Most people misunderstand mentoring — I certainly did. For the longest time, I said I wanted a mentor but didn’t understand what that even meant. That is, until someone pulled me aside, invested in me, and taught me what a mentor really was.
I see a lot of young people approaching mentoring the wrong way.
They ask a leader they admire to mentor them, forcing the person into an awkward position in which she feels bad for saying “no” or obligated to say “yes.” But this is not how mentoring works.
Common misconceptions of mentoring
I have a passion to see that change. There is a lot of misunderstanding about how mentoring works, including how to begin a relationship with a mentor. Here are some of them:
- Mentoring is about me.
- I need to wait for a mentor to find me.
- Being mentored is more passive than active.
- I need to ask someone to mentor me up-front.

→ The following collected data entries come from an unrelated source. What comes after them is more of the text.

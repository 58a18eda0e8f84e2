// File: chat.rs

use chrono::{DateTime, Utc};
use mongodb::bson::oid::ObjectId;
use serde::{Deserialize, Serialize};

use super::PublicUser;

/// A chat document. `participants` and `admins` are two independent id sets:
/// an admin is not required to be a participant, and no mutation couples the
/// two. A group chat always carries `is_group = true` and a `group` id; a
/// one-to-one chat carries neither.
#[derive(Debug, Clone, Serialize, Deserialize)]
#[serde(rename_all = "camelCase")]
pub struct Chat {
    #[serde(rename = "_id")]
    pub id: ObjectId,
    pub name: String,
    pub is_group: bool,
    pub is_community: bool,
    pub participants: Vec<ObjectId>,
    pub admins: Vec<ObjectId>,
    pub group: Option<ObjectId>,
    pub created_at: DateTime<Utc>,
    pub updated_at: DateTime<Utc>,
}

impl Chat {
    /// Shape of a one-to-one chat: both users participate, the requester is
    /// the sole admin.
    pub fn one_to_one(requester: ObjectId, receiver: ObjectId) -> Self {
        let now = Utc::now();
        Chat {
            id: ObjectId::new(),
            name: "oneToOne".to_string(),
            is_group: false,
            is_community: false,
            participants: vec![requester, receiver],
            admins: vec![requester],
            group: None,
            created_at: now,
            updated_at: now,
        }
    }

    pub fn group_chat(requester: ObjectId, group_id: ObjectId, members: Vec<ObjectId>) -> Self {
        let now = Utc::now();
        Chat {
            id: ObjectId::new(),
            name: "GroupChat".to_string(),
            is_group: true,
            is_community: false,
            participants: members,
            admins: vec![requester],
            group: Some(group_id),
            created_at: now,
            updated_at: now,
        }
    }
}

/// Group metadata referenced by exactly one group chat. The creator is fixed
/// at creation; the name is unique per creator, not globally.
#[derive(Debug, Clone, Serialize, Deserialize)]
#[serde(rename_all = "camelCase")]
pub struct Group {
    #[serde(rename = "_id")]
    pub id: ObjectId,
    pub name: String,
    pub group_creator: ObjectId,
    pub created_at: DateTime<Utc>,
    pub updated_at: DateTime<Utc>,
}

impl Group {
    pub fn new(name: String, group_creator: ObjectId) -> Self {
        let now = Utc::now();
        Group {
            id: ObjectId::new(),
            name,
            group_creator,
            created_at: now,
            updated_at: now,
        }
    }
}

/// Read-only projection of a `Group` with its creator joined in. A dangling
/// creator reference projects as `None` rather than an error.
#[derive(Debug, Clone, Serialize, Deserialize)]
#[serde(rename_all = "camelCase")]
pub struct GroupView {
    #[serde(rename = "_id")]
    pub id: String,
    pub name: String,
    pub group_creator: Option<PublicUser>,
}

/// Read-only projection of a `Chat` with participant and admin ids joined to
/// stripped user records. This is the payload clients receive, both as the
/// HTTP response body and as the WebSocket fanout payload.
#[derive(Debug, Clone, Serialize, Deserialize)]
#[serde(rename_all = "camelCase")]
pub struct ChatView {
    #[serde(rename = "_id")]
    pub id: String,
    pub name: String,
    pub is_group: bool,
    pub is_community: bool,
    pub participants: Vec<PublicUser>,
    pub admins: Vec<PublicUser>,
    #[serde(skip_serializing_if = "Option::is_none")]
    pub group: Option<GroupView>,
    pub created_at: DateTime<Utc>,
    pub updated_at: DateTime<Utc>,
}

Face it: Everything you know about mentoring may be wrong. It’s time to start seeking out a mentor the right way. In finding a mentor, there are 10 important steps I’ve found that usually works:
1. Find someone you want to be like
Don’t just find someone who has a job you want or a platform that you covet.
Find someone that is like you, someone with a similar set of strengths and skills you want to emulate. Otherwise, you’ll just end up frustrated.

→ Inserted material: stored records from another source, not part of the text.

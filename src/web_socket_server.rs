use actix::prelude::*;
use actix_web::{web, Error, HttpMessage, HttpRequest, HttpResponse};
use actix_web_actors::ws;
use log::debug;
use std::time::{Duration, Instant};

use crate::app_state::AppState;
use crate::auth::AuthUser;
use crate::chat_server::{ChatServer, Connect, Disconnect, WsMessage};
use crate::errors::ApiError;

const HEARTBEAT_INTERVAL: Duration = Duration::from_secs(5);
const CLIENT_TIMEOUT: Duration = Duration::from_secs(10);

/// One live WebSocket session for an authenticated user. Registers itself
/// with the `ChatServer` on start and deregisters on stop, so the fanout
/// only ever sees open connections.
pub struct WebSocketConnection {
    pub user_id: String,
    pub hb: Instant,
    pub addr: Addr<ChatServer>,
}

impl WebSocketConnection {
    pub fn new(user_id: String, addr: Addr<ChatServer>) -> Self {
        WebSocketConnection {
            user_id,
            hb: Instant::now(),
            addr,
        }
    }

    fn hb(&self, ctx: &mut ws::WebsocketContext<Self>) {
        ctx.run_interval(HEARTBEAT_INTERVAL, |act, ctx| {
            if Instant::now().duration_since(act.hb) > CLIENT_TIMEOUT {
                debug!("WebSocket client heartbeat failed, disconnecting");
                ctx.stop();
                return;
            }
            ctx.ping(b"");
        });
    }
}

impl Actor for WebSocketConnection {
    type Context = ws::WebsocketContext<Self>;

    fn started(&mut self, ctx: &mut Self::Context) {
        self.hb(ctx);
        self.addr.do_send(Connect {
            user_id: self.user_id.clone(),
            addr: ctx.address().recipient(),
        });
    }

    fn stopped(&mut self, ctx: &mut Self::Context) {
        self.addr.do_send(Disconnect {
            user_id: self.user_id.clone(),
            addr: ctx.address().recipient(),
        });
    }
}

impl StreamHandler<Result<ws::Message, ws::ProtocolError>> for WebSocketConnection {
    fn handle(&mut self, msg: Result<ws::Message, ws::ProtocolError>, ctx: &mut Self::Context) {
        match msg {
            Ok(ws::Message::Ping(msg)) => {
                self.hb = Instant::now();
                ctx.pong(&msg);
            }
            Ok(ws::Message::Pong(_)) => {
                self.hb = Instant::now();
            }
            // This channel only pushes; inbound frames are ignored.
            Ok(ws::Message::Text(_)) | Ok(ws::Message::Binary(_)) => {}
            Ok(ws::Message::Close(reason)) => {
                ctx.close(reason);
                ctx.stop();
            }
            Err(e) => {
                debug!("WebSocket error for user {}: {}", self.user_id, e);
                ctx.stop();
            }
            _ => {}
        }
    }
}

impl Handler<WsMessage> for WebSocketConnection {
    type Result = ();

    fn handle(&mut self, msg: WsMessage, ctx: &mut ws::WebsocketContext<Self>) {
        ctx.text(msg.0);
    }
}

// GET /ws
// Upgrades to a WebSocket session for the authenticated user.
pub async fn ws_index(
    req: HttpRequest,
    stream: web::Payload,
    data: web::Data<AppState>,
) -> Result<HttpResponse, Error> {
    let user = req
        .extensions()
        .get::<AuthUser>()
        .cloned()
        .ok_or_else(|| ApiError::Unauthorized("Unauthorized access".to_string()))?;
    ws::start(
        WebSocketConnection::new(user.id.to_hex(), data.chat_server.clone()),
        &req,
        stream,
    )
}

Spend some time finding the right person. In fact, have several candidates before committing to a single mentor.
2. Study the person
Follow his blog. Get to know people who know him.

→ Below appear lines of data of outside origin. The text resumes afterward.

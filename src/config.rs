use std::env;

#[derive(Clone)]
pub struct Config {
    pub mongo_uri: String,
    pub database_name: String,
    pub jwt_secret: String,
    pub frontend_origin: String,
}

impl Config {
    pub fn from_env() -> Self {
        dotenv::dotenv().ok();

        Self {
            mongo_uri: env::var("MONGO_URI").expect("MONGO_URI must be set"),
            database_name: env::var("DATABASE_NAME").unwrap_or_else(|_| "chat_db".to_string()),
            jwt_secret: env::var("JWT_SECRET").expect("JWT_SECRET must be set"),
            frontend_origin: env::var("FRONTEND_ORIGIN")
                .unwrap_or_else(|_| "http://localhost:3000".to_string()),
        }
    }
}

If you don’t know the person well, see if he is really like his public persona projects.
Make sure you understand his strengths and weaknesses. Set your expectations realistically.
3. Make the “ask”
Don’t ask for the person to “be your mentor” right off the bat. That’s a big ask. Far too big for the first meeting.
Rather, ask for an initial meeting — something informal, over coffee maybe. Keep it less than an hour.
Come with questions that you’re prepared to ask, but let the conversation flow relationally. (Note: the formality really depends on the potential mentor’s communication style — something you should be aware of before the initial meeting.)
When in doubt about when to make the ask, just go for it. (That’s what I do, and it usually works.)
4. Evaluate the fruit
After meeting, do you want to spend more time with this person?
Did she begin the meeting by encouraging you or telling you what to do? Did she ask questions, or wait to provide answers?
Did you leave the meeting feeling better about yourself? Was a connection made? If not, feel free to let the relationship go and seek out someone else, instead. You don’t have time to waste on a self-centered tyrant.
If it went well, then immediately put together a follow-up plan.
5. Follow up after the meeting
This is not like dating. It’s okay to appear overly ambitious. You want this person to know that you’re serious.
It’s appropriate to follow up immediately, thanking your prospective mentor for her time.
A good way to do this is via email or other forms of passive communication so that you don’t appear overbearing or waste the person’s time.